> REQUIRED WORK
Wherever a line of the records contains "term", copy that line.

-- THE DATA follows --

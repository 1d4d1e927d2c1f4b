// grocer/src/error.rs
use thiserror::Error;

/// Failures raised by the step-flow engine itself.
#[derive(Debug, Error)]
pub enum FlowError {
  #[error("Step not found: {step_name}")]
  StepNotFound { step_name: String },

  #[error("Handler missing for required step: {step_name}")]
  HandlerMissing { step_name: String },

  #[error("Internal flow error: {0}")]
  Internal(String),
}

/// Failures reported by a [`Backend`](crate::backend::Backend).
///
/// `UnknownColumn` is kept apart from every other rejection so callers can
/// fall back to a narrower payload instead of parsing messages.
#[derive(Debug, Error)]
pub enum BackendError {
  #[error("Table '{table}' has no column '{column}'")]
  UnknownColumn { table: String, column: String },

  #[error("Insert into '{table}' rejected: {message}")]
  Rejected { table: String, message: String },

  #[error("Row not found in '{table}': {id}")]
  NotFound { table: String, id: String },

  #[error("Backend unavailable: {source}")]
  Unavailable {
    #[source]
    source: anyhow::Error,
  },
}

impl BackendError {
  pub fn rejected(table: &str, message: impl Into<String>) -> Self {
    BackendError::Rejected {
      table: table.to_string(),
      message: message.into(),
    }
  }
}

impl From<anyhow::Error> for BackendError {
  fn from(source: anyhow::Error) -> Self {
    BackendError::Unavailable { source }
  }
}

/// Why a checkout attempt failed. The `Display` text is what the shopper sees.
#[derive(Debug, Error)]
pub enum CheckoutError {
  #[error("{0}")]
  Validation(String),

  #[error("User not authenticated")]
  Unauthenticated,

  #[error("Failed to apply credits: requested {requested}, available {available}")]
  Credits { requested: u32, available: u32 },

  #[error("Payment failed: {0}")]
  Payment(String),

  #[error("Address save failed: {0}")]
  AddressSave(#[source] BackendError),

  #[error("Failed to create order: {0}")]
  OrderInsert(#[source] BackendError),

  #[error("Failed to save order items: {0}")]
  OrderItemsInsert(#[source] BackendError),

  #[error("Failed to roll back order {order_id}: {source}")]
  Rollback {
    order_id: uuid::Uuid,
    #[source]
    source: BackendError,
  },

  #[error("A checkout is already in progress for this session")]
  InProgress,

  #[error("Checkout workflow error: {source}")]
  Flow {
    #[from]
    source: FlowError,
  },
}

-- THE DATA concluded --
-- THE DATA follows --

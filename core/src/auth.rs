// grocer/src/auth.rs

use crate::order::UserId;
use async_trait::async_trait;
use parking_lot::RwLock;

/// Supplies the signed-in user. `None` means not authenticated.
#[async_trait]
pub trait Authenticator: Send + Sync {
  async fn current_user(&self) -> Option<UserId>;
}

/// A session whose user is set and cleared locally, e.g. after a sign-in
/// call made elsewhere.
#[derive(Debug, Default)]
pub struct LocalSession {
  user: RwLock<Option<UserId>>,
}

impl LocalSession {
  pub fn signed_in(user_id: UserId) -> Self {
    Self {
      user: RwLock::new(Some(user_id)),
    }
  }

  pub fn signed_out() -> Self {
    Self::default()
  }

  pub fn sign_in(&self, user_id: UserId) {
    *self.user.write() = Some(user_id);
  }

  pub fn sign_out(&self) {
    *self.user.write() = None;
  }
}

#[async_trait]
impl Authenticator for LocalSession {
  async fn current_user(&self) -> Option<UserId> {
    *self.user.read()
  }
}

-- THE DATA concluded --
-- THE DATA follows --

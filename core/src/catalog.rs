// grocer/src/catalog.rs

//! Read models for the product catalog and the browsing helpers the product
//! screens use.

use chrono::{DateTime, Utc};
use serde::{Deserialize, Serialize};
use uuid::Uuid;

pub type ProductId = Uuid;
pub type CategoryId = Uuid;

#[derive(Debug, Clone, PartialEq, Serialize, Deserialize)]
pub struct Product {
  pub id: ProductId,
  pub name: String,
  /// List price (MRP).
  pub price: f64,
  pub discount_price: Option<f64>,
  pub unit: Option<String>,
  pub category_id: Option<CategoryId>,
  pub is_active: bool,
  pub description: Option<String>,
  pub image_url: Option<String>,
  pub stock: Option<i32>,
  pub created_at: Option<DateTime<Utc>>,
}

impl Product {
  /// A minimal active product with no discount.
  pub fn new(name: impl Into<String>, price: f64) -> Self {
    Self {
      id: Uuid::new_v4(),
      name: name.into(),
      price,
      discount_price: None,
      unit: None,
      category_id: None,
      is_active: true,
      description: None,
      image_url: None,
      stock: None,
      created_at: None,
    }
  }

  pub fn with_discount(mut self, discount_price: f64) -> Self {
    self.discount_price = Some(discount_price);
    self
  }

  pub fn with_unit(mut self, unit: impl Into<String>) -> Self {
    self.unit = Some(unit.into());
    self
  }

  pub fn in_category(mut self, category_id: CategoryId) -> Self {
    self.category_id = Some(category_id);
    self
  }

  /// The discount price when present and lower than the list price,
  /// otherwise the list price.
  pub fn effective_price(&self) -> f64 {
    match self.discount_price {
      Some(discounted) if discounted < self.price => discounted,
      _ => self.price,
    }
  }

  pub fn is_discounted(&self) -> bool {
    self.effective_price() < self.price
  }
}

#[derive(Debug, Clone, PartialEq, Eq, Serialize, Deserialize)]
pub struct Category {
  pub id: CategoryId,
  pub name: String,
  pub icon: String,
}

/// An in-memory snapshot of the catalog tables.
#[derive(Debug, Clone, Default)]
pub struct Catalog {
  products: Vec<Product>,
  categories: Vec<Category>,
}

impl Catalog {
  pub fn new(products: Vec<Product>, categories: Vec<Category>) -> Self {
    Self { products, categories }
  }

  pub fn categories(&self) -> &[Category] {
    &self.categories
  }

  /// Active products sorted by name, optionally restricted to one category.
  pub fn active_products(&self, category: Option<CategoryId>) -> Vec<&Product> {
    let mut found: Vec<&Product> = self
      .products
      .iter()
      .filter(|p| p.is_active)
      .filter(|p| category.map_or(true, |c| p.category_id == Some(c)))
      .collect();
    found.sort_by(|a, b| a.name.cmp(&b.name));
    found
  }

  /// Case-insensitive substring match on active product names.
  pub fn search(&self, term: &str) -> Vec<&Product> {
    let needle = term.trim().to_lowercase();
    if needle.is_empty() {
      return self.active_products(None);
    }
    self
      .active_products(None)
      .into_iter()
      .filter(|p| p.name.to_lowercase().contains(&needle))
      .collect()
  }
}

-- THE DATA concluded --

> OUTPUT OF THE EXERCISE
  pub fn search(&self, term: &str) -> Vec<&Product> {
    let needle = term.trim().to_lowercase();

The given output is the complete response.